- Jonathan Amos
- BBC science reporter
The US space agency’s Perseverance rover is close to completing its first major target on Mars.
NASA’s rover has collected a variety of rock samples that will soon be deposited on the surface, waiting to be flown back to Earth on later missions.
It’s been 17 months since the car arrived in an area called Jezero Crater, suspended from a crane attached to a missile.
Everything Percy, as the rover was lovingly called, has observed on Mars since then assures scientists that the rover is in the perfect place to look for signs of life.
The rover is not looking for any organisms that are currently alive, because the harsh environment on Mars makes existence highly unlikely. Instead, the robot is looking for traces of biology that may have existed billions of years ago, when Jezero Lake formed.
Scientists hope to find records of this ancient history in the “amazing” rock samples that will be stored in a “repository” in the coming months.
“If the conditions [antigas de Jezero] said David Schuster, a scientist who works on the perseverance mission at the University of California, Berkeley.
NASA and the European Space Agency are working on a plan to restore rock deposits. It’s a bold plan that includes another landing system, a few helicopters, a Mars missile, and an interplanetary cargo ship.
The goal is to bring the samples back to Earth in 2033.
Among them are some examples of igneous or igneous rocks excavated by perseverance at the bottom of the crater. The boulders will essentially tell the story of Jezero before it fills with the lake’s waters.
Crucially, the samples are of the rock type that can be accurately identified in time. At the moment, time periods on Mars can only be inferred indirectly.
The remaining samples include sedimentary rocks of the type that persistence collected in recent months from delta deposits in the western sector of the crater, which is 45 kilometers wide.
A delta is a structure built of mud and sand that is inundated by a river as it flows into a larger portion of the water.
It’s the kind of geological structure that can hold traces of past microbial life.
One of the sedimentary samples, from a rock he dubbed “Wildcat Ridge,” was created when mud formed in Lake Jezero as it evaporated. It is full of salt. But the rover’s hardware shows that the rocks also contain organic compounds that are rich in carbon.
This is a tempting note, but it comes with important caveats.
“All life as we know it consists of organic matter.
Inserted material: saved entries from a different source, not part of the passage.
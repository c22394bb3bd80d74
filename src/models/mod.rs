//! Model registry
//!
//! A closed, immutable table mapping a stable key to the remote model
//! identifier and execution mode sent with every query.

use serde::Serialize;

/// Remote identifier and execution mode for one model
#[derive(Debug, Clone, Copy, PartialEq, Eq, Serialize)]
pub struct ModelDescriptor {
    /// Value sent as `model_preference`
    pub identifier: &'static str,
    /// Value sent as `mode`
    pub mode: &'static str,
}

/// A registry entry with display metadata
#[derive(Debug, Clone, Copy, Serialize)]
pub struct ModelEntry {
    pub key: &'static str,
    pub name: &'static str,
    pub description: &'static str,
    pub descriptor: ModelDescriptor,
}

/// Key of the model used when none is requested
pub const DEFAULT_MODEL: &str = "pro_best";

const fn copilot(identifier: &'static str) -> ModelDescriptor {
    ModelDescriptor {
        identifier,
        mode: "copilot",
    }
}

static MODELS: &[ModelEntry] = &[
    ModelEntry {
        key: "pro_best",
        name: "Best",
        description: "Selects the best model for each query",
        descriptor: copilot("pplx_pro"),
    },
    ModelEntry {
        key: "pro_sonar",
        name: "Sonar",
        description: "Perplexity's fast model",
        descriptor: copilot("experimental"),
    },
    ModelEntry {
        key: "pro_claude40sonnet",
        name: "Claude 4.0 Sonnet",
        description: "Anthropic's advanced model",
        descriptor: copilot("claude2"),
    },
    ModelEntry {
        key: "pro_gpt41",
        name: "GPT-4.1",
        description: "OpenAI's advanced model",
        descriptor: copilot("gpt41"),
    },
    ModelEntry {
        key: "pro_gemini25pro",
        name: "Gemini 2.5 Pro",
        description: "Google's latest model",
        descriptor: copilot("gemini2flash"),
    },
    ModelEntry {
        key: "pro_reasoning_r1",
        name: "R1 1776",
        description: "Perplexity's unbiased reasoning model",
        descriptor: copilot("r1"),
    },
    ModelEntry {
        key: "pro_reasoning_grok4",
        name: "Grok 4",
        description: "xAI's latest, most powerful reasoning model",
        descriptor: copilot("grok4"),
    },
    ModelEntry {
        key: "pro_reasoning_o3",
        name: "o3",
        description: "OpenAI's reasoning model",
        descriptor: copilot("o3"),
    },
    ModelEntry {
        key: "pro_reasoning_claude40sonnetthinking",
        name: "Claude 4.0 Sonnet Thinking",
        description: "Anthropic's reasoning model",
        descriptor: copilot("claude37sonnetthinking"),
    },
    ModelEntry {
        key: "research",
        name: "Research",
        description: "Deep research on any topic, in-depth reports with more sources",
        descriptor: copilot("pplx_alpha"),
    },
];

/// Read-only access to the model table
pub struct ModelRegistry;

impl ModelRegistry {
    /// All entries in display order
    pub fn all() -> &'static [ModelEntry] {
        MODELS
    }

    /// Look up an entry by key
    pub fn entry(key: &str) -> Option<&'static ModelEntry> {
        MODELS.iter().find(|m| m.key == key)
    }

    /// Look up a descriptor by key
    pub fn get(key: &str) -> Option<ModelDescriptor> {
        Self::entry(key).map(|m| m.descriptor)
    }

    /// Descriptor for [`DEFAULT_MODEL`]
    pub fn default_model() -> ModelDescriptor {
        MODELS[0].descriptor
    }

    /// Available keys
    pub fn keys() -> impl Iterator<Item = &'static str> {
        MODELS.iter().map(|m| m.key)
    }
}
But more importantly, organic matter can also be formed from chemical processes unrelated to life; for example, through interactions of water and rocks. Organic matter can also be found in cosmic dust, ‘ said Sunanda Sharma, mission scientist at NASA’s Jet Propulsion Laboratory.
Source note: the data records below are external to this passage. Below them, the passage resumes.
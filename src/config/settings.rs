//! Settings structures for the query client

use crate::citations::CitationMode;
use crate::models::DEFAULT_MODEL;
use crate::query::{SearchConfig, SearchFocus, Sources, TimeRange};
use anyhow::Result;
use serde::{Deserialize, Serialize};
use std::collections::HashMap;
use std::path::Path;

/// Default upstream service
pub const DEFAULT_BASE_URL: &str = "https://www.perplexity.ai";

/// Cookie carrying the session token
pub const SESSION_COOKIE: &str = "__Secure-next-auth.session-token";

/// Main settings structure, loaded from `settings.yml`
#[derive(Debug, Clone, Default, Serialize, Deserialize)]
#[serde(default)]
pub struct Settings {
    pub session: SessionSettings,
    pub outgoing: OutgoingSettings,
    pub limits: LimitSettings,
    pub query: QuerySettings,
}

impl Settings {
    /// Load settings from a YAML file
    pub fn from_file<P: AsRef<Path>>(path: P) -> Result<Self> {
        let content = std::fs::read_to_string(path)?;
        let settings: Settings = serde_yaml::from_str(&content)?;
        Ok(settings)
    }

    /// Merge with environment variables (PPLX_* prefix)
    pub fn merge_env(&mut self) {
        if let Ok(val) = std::env::var("PPLX_SESSION_TOKEN") {
            self.session.token = Some(val);
        }
        if let Ok(val) = std::env::var("PPLX_BASE_URL") {
            self.session.base_url = val;
        }
        if let Ok(val) = std::env::var("PPLX_LANGUAGE") {
            self.query.language = val;
        }
        if let Ok(val) = std::env::var("PPLX_TIMEZONE") {
            self.query.timezone = Some(val);
        }
        if let Ok(val) = std::env::var("PPLX_MODEL") {
            self.query.model = val;
        }
        if let Ok(val) = std::env::var("PPLX_CITATION_MODE") {
            if let Ok(mode) = val.parse() {
                self.query.citation_mode = mode;
            }
        }
    }
}

/// Upstream service and credentials
#[derive(Debug, Clone, Serialize, Deserialize)]
#[serde(default)]
pub struct SessionSettings {
    /// Scheme and host of the service, without trailing slash
    pub base_url: String,
    /// Session token cookie value
    pub token: Option<String>,
    /// Name of the session cookie
    pub cookie_name: String,
}

impl Default for SessionSettings {
    fn default() -> Self {
        Self {
            base_url: DEFAULT_BASE_URL.to_string(),
            token: None,
            cookie_name: SESSION_COOKIE.to_string(),
        }
    }
}

impl SessionSettings {
    /// Base URL with any trailing slash removed
    pub fn base_url(&self) -> &str {
        self.base_url.trim_end_matches('/')
    }
}

/// Outgoing request settings
#[derive(Debug, Clone, Serialize, Deserialize)]
#[serde(default)]
pub struct OutgoingSettings {
    /// Overall request timeout in seconds; bounds the whole SSE stream
    pub request_timeout: f64,
    /// Connect timeout in seconds
    pub connect_timeout: f64,
    /// Pool max idle connections per host
    pub pool_maxsize: usize,
    /// Verify SSL certificates
    pub verify_ssl: bool,
    /// Proxy settings
    pub proxies: ProxySettings,
    /// User agent string (none = built-in browser UA)
    pub user_agent: Option<String>,
    /// Extra headers to send
    pub extra_headers: HashMap<String, String>,
}

impl Default for OutgoingSettings {
    fn default() -> Self {
        Self {
            request_timeout: 1800.0,
            connect_timeout: 30.0,
            pool_maxsize: 20,
            verify_ssl: true,
            proxies: ProxySettings::default(),
            user_agent: None,
            extra_headers: HashMap::new(),
        }
    }
}

/// Proxy settings
#[derive(Debug, Clone, Default, Serialize, Deserialize)]
#[serde(default)]
pub struct ProxySettings {
    pub http: Option<String>,
    pub https: Option<String>,
    pub all: Option<String>,
}

/// Attachment ceilings
#[derive(Debug, Clone, Copy, PartialEq, Eq, Serialize, Deserialize)]
#[serde(default)]
pub struct LimitSettings {
    /// Attachment URLs accepted in one request
    pub max_attachment_urls: usize,
    /// Local files accepted in one upload batch
    pub max_files: usize,
    /// Largest accepted file, in bytes
    pub max_file_size: u64,
}

impl Default for LimitSettings {
    fn default() -> Self {
        Self {
            max_attachment_urls: 10,
            max_files: 30,
            max_file_size: 50 * 1024 * 1024,
        }
    }
}

/// Defaults applied to queries
#[derive(Debug, Clone, Serialize, Deserialize)]
#[serde(default)]
pub struct QuerySettings {
    /// Model registry key
    pub model: String,
    pub citation_mode: CitationMode,
    pub language: String,
    pub timezone: Option<String>,
    pub search_focus: SearchFocus,
    pub sources: Sources,
    pub time_range: TimeRange,
    /// Keep threads in the account library
    pub save_to_library: bool,
    pub use_schematized_api: bool,
}

impl Default for QuerySettings {
    fn default() -> Self {
        Self {
            model: DEFAULT_MODEL.to_string(),
            citation_mode: CitationMode::Clean,
            language: "en-US".to_string(),
            timezone: None,
            search_focus: SearchFocus::Web,
            sources: Sources::default(),
            time_range: TimeRange::All,
            save_to_library: false,
            use_schematized_api: true,
        }
    }
}

impl QuerySettings {
    /// Search configuration built from these defaults
    pub fn search_config(&self) -> SearchConfig {
        SearchConfig {
            search_focus: self.search_focus,
            sources: self.sources.clone(),
            time_range: self.time_range,
            language: self.language.clone(),
            timezone: self.timezone.clone(),
            coordinates: None,
        }
    }
}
Perseverance has been working for four months on a 40-meter-high cliff that forms the edge of the delta.
The robot will soon leave this slope to a flat area near the bottom of the crater, where rock samples, in their protective titanium tubes, can be deposited on the ground.
“We are looking into the possibility of placing 10 to 11 sample tubes here on the surface,” said Rick Welch, project systems engineer at JPL.
“It will take about two months to place these samples and carefully document their location so that a future mission can find them.”
NASA engineers are studying how to eject the tubes currently stored in the Perseverance Belly. They have a full-size version of the rover at JPL to simulate maneuvers before sending commands to Mars and performing actual actions.
NASA is expected to make a decision on whether or not to proceed with the plan after the October 19 meeting.
This first deposit issued by Perseverance may be used as a backup and will only be collected if the rover suffers a catastrophic failure the rest of its mission.
Scientists want to collect more samples. In this case, the recovery plan should focus on where the bot will go in the future.
The final decision will be driven by events on Mars.
Laurie Glaze, director of NASA’s Planetary Science Division, praised the “amazing perseverance team” for the mission’s accomplishments thus far.
“Not only did we go to the right place, we sent the right spacecraft with the right scientific instruments to explore this amazing ancient environment on Mars,” she told reporters.